Their chief town was the oppidum Vediantiorum, known as Cemenelum by the 2nd century AD. Corresponding to modern Cimiez, now a neighbourhood of Nice, the settlement controlled an important trading route from the Mediterranean coast towards the hinterland and the Alps. The acropolis stood about two kilometres inland, north of the Massaliote port of Nice, at the starting point of routes leading into the Alpine hinterland, in a position from which its inhabitants could defend themselves against pirates and mountain raiders. After the subjugation of the Ligurian tribes in 14 BC, Cemenelum became the centre of the local Roman military government, then served as the capital of the new Roman province from its creation by Nero in 63 AD.

The territory contained several ports, reflecting both land-based and maritime activity. In addition to Nice, a Massaliote trading post, local landing places recorded in the Itinerarium maritimum Antonini included Anao, Olivula and Avisio. Monaco (Portus Herculis Monoeci), another Massaliote port, also lay within their territory. Epigraphy records the name of a Gallo-Roman settlement in the hinterland, the vicus Cuntinus (modern Contes), whose inhabitants honoured a protective deity, Segomo Cuntinus.

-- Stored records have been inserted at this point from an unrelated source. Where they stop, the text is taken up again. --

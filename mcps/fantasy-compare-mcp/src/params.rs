//! Parameter types for Fantasy Compare MCP tools
//!
//! Player records are taken as raw JSON so that a missing or malformed stat
//! is reported per record and field by the validator, instead of failing
//! deserialization as a whole. An absent record becomes `null` and is
//! reported as missing.

use schemars::JsonSchema;
use serde::{Deserialize, Serialize};
use serde_json::Value;

#[derive(Debug, Serialize, Deserialize, JsonSchema)]
pub struct ComparePlayersParams {
    #[schemars(
        description = "First player's per-game stats: name, ppg, rpg, apg, spg, bpg, fg_pct, ft_pct, three_pm, tov, gp (required); team, position (optional). Percentages are 0-100."
    )]
    #[serde(default)]
    pub player1: Value,

    #[schemars(description = "Second player's per-game stats, same shape as player1")]
    #[serde(default)]
    pub player2: Value,

    #[schemars(description = "Season label, e.g. \"2024-25\" (optional, defaults to the configured season)")]
    #[serde(default)]
    pub season: Option<String>,
}

#[derive(Debug, Serialize, Deserialize, JsonSchema)]
pub struct ScorePlayerParams {
    #[schemars(
        description = "Player per-game stats: name, ppg, rpg, apg, spg, bpg, fg_pct, ft_pct, three_pm, tov, gp"
    )]
    #[serde(default)]
    pub player: Value,
}
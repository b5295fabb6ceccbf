//! Configuration loading for fantasy-compare-mcp
//!
//! Configuration is loaded from the first file that parses:
//! 1. `FANTASY_CONFIG_PATH` env var
//! 2. `~/.binks/fantasy.toml`
//! 3. `./fantasy-compare-mcp.toml`
//! 4. `$XDG_CONFIG_HOME/fantasy-compare-mcp/config.toml`
//! 5. Default values
//!
//! `FANTASY_SEASON` overrides the default season last.
//!
//! ```toml
//! [season]
//! default = "2025-26"
//!
//! [weights]
//! rpg = 1.0
//! tov = -2.0
//! ```

use std::path::{Path, PathBuf};

use serde::{Deserialize, Serialize};
use thiserror::Error;

use crate::fantasy::{Category, ScoringWeights};

#[derive(Debug, Clone, Default, PartialEq, Serialize, Deserialize)]
pub struct Config {
    #[serde(default)]
    pub season: SeasonConfig,
    /// Scoring weights; keys left out keep their standard value
    #[serde(default)]
    pub weights: ScoringWeights,
}

#[derive(Debug, Clone, PartialEq, Serialize, Deserialize)]
pub struct SeasonConfig {
    /// Season label used when a request does not name one
    #[serde(default = "default_season")]
    pub default: String,
}

fn default_season() -> String {
    "2024-25".to_string()
}

impl Default for SeasonConfig {
    fn default() -> Self {
        Self {
            default: default_season(),
        }
    }
}

#[derive(Error, Debug)]
pub enum ConfigError {
    #[error("IO error: {0}")]
    Io(#[from] std::io::Error),

    #[error("Parse error: {0}")]
    Parse(#[from] toml::de::Error),

    #[error("Weight for {0:?} must be finite")]
    InvalidWeight(Category),

    #[error("Default season must not be empty")]
    EmptySeason,
}

impl Config {
    /// Load config from the standard locations, falling back to defaults.
    pub fn load() -> Self {
        let mut config = Self::load_from(&Self::search_paths());

        if let Ok(season) = std::env::var("FANTASY_SEASON") {
            if !season.trim().is_empty() {
                tracing::info!(season = %season, "Season overridden by FANTASY_SEASON");
                config.season.default = season;
            }
        }

        config
    }

    /// Candidate config files, highest priority first.
    pub fn search_paths() -> Vec<PathBuf> {
        let mut paths = Vec::new();

        if let Ok(env_path) = std::env::var("FANTASY_CONFIG_PATH") {
            paths.push(PathBuf::from(env_path));
        }

        if let Some(home) = dirs::home_dir() {
            paths.push(home.join(".binks").join("fantasy.toml"));
        }

        paths.push(PathBuf::from("fantasy-compare-mcp.toml"));

        if let Some(config_dir) = dirs::config_dir() {
            paths.push(config_dir.join("fantasy-compare-mcp").join("config.toml"));
        }

        paths
    }

    /// First candidate that exists and parses wins. Broken files are
    /// logged and skipped.
    pub fn load_from(paths: &[PathBuf]) -> Self {
        for path in paths {
            if !path.exists() {
                continue;
            }
            match Self::from_file(path) {
                Ok(config) => {
                    tracing::info!("Loaded config from {}", path.display());
                    return config;
                }
                Err(e) => {
                    tracing::warn!("Failed to load config {}: {}", path.display(), e);
                }
            }
        }

        tracing::info!("Using default configuration");
        Self::default()
    }

    pub fn from_file(path: &Path) -> Result<Self, ConfigError> {
        let content = std::fs::read_to_string(path)?;
        Self::from_toml(&content)
    }

    pub fn from_toml(content: &str) -> Result<Self, ConfigError> {
        let config: Self = toml::from_str(content)?;
        config.validate()?;
        Ok(config)
    }

    fn validate(&self) -> Result<(), ConfigError> {
        if let Some(category) = self.weights.non_finite() {
            return Err(ConfigError::InvalidWeight(category));
        }
        if self.season.default.trim().is_empty() {
            return Err(ConfigError::EmptySeason);
        }
        Ok(())
    }
}

#[cfg(test)]
mod tests {
    use super::*;
    use std::io::Write;

    #[test]
    fn test_defaults() {
        let config = Config::default();
        assert_eq!(config.season.default, "2024-25");
        assert_eq!(config.weights, ScoringWeights::default());
    }

    #[test]
    fn test_partial_weights() {
        let config = Config::from_toml(
            r#"
            [weights]
            tov = -2.0
            "#,
        )
        .unwrap();
        assert_eq!(config.weights.tov, -2.0);
        assert_eq!(config.weights.apg, 1.5);
        assert_eq!(config.season.default, "2024-25");
    }

    #[test]
    fn test_empty_file_is_default() {
        assert_eq!(Config::from_toml("").unwrap(), Config::default());
    }

    #[test]
    fn test_rejects_non_finite_weight() {
        let err = Config::from_toml("[weights]\nspg = inf\n").unwrap_err();
        assert!(matches!(err, ConfigError::InvalidWeight(Category::Spg)));
    }

    #[test]
    fn test_rejects_blank_season() {
        let err = Config::from_toml("[season]\ndefault = \" \"\n").unwrap_err();
        assert!(matches!(err, ConfigError::EmptySeason));
    }

    #[test]
    fn test_load_from_skips_broken_files() {
        let dir = tempfile::tempdir().unwrap();

        let broken = dir.path().join("broken.toml");
        std::fs::File::create(&broken)
            .unwrap()
            .write_all(b"[weights\nppg = ")
            .unwrap();

        let good = dir.path().join("good.toml");
        std::fs::File::create(&good)
            .unwrap()
            .write_all(b"[season]\ndefault = \"2025-26\"\n")
            .unwrap();

        let missing = dir.path().join("missing.toml");

        let config = Config::load_from(&[missing, broken, good]);
        assert_eq!(config.season.default, "2025-26");
    }

    #[test]
    fn test_load_from_nothing_found() {
        let dir = tempfile::tempdir().unwrap();
        let config = Config::load_from(&[dir.path().join("nope.toml")]);
        assert_eq!(config, Config::default());
    }
}
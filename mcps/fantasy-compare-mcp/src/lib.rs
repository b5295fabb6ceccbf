//! Fantasy Compare MCP Library
//!
//! Head-to-head fantasy basketball comparison. Two per-game stat lines go in;
//! fantasy scores, category winners and chart-ready dashboard data come out.
//!
//! # Usage as Library
//!
//! ```rust,ignore
//! use fantasy_compare_mcp::fantasy::{compare, ScoringWeights};
//!
//! let data = compare(&player1, &player2, "2024-25", &ScoringWeights::default())?;
//! println!("{:?} wins by {}", data.winner.name, data.winner.margin);
//! ```
//!
//! # Usage as Binary
//!
//! Run directly: `fantasy-compare-mcp`
//!
//! Or configure in `.mcp.json`:
//! ```json
//! { "mcpServers": { "fantasy": { "command": "./fantasy-compare-mcp" } } }
//! ```

pub mod config;
pub mod fantasy;
pub mod handlers;
pub mod params;
pub mod server;

pub use config::Config;
pub use server::FantasyCompareMcpServer;

pub use params::*;

pub use mcp_common::{EmbeddableError, EmbeddableMcp, EmbeddableResult};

Another small settlement, vicus Navelis in the pagus Licirrus, is attested but cannot be precisely located, though it lay within the territory of the civitas of Cemenelum.

== History ==
Contrary to other tribes of the region, the Vediantii were probably allied or tributary to Massalia and the Roman Republic by the mid-2nd century BC. In 154 BC, when the Romans intervened on behalf of Massalia to free the Greek colonies of Nikaea and Antipolis (Antibes) from Ligurian groups obstructing land and sea communications, they subdued the Oxybii and Deciates west of the Var, but not the Vediantii. The inhabitants of Cemenelum, the indigenous capital of the Vediantii, likely maintained long-standing relations of good neighbourship with the Greek merchants at Nikaea, and nothing suggests that they were subdued together with the other coastal Ligurian tribes. Their traditional loyalty to Rome later led to the choice of Cemenelum to become the capital of the Alpes Maritimae after its foundation in 63 AD.

The Vediantii are not mentioned in the Trophy of the Alps, suggesting that they were either already subjugated by or allied to Rome at the time of the conquest of the region in 14 BC.

== Religion ==
Three inscriptions dated to the 1st–2nd centuries AD and dedicated to the Matres Vediantiae, eponymous deities of the country and protectresses of its inhabitants, were found near Tourrette-Levens and Cimiez.

Matronis Vediantiabus P(ublius) Enistalius P(ublii) f(ilius) Cl(audia tribu) Paternus Cemenelensis optio ad ordine(m) (centurionis) leg(ionis) XXII Primigeniae Piae Fidelis l(ibens) m(erito)
[To the Matronae Vediantiae, Publius Enistalius Paternus, son of Publius, of the Claudia tribe, from Cemenelum, optio promoted to centurion in the legion XXII Primigenia Pia Fidelis, willingly and deservedly (offered this monument)]
— Corpus Inscriptionum Latinarum (CIL) 5:07872.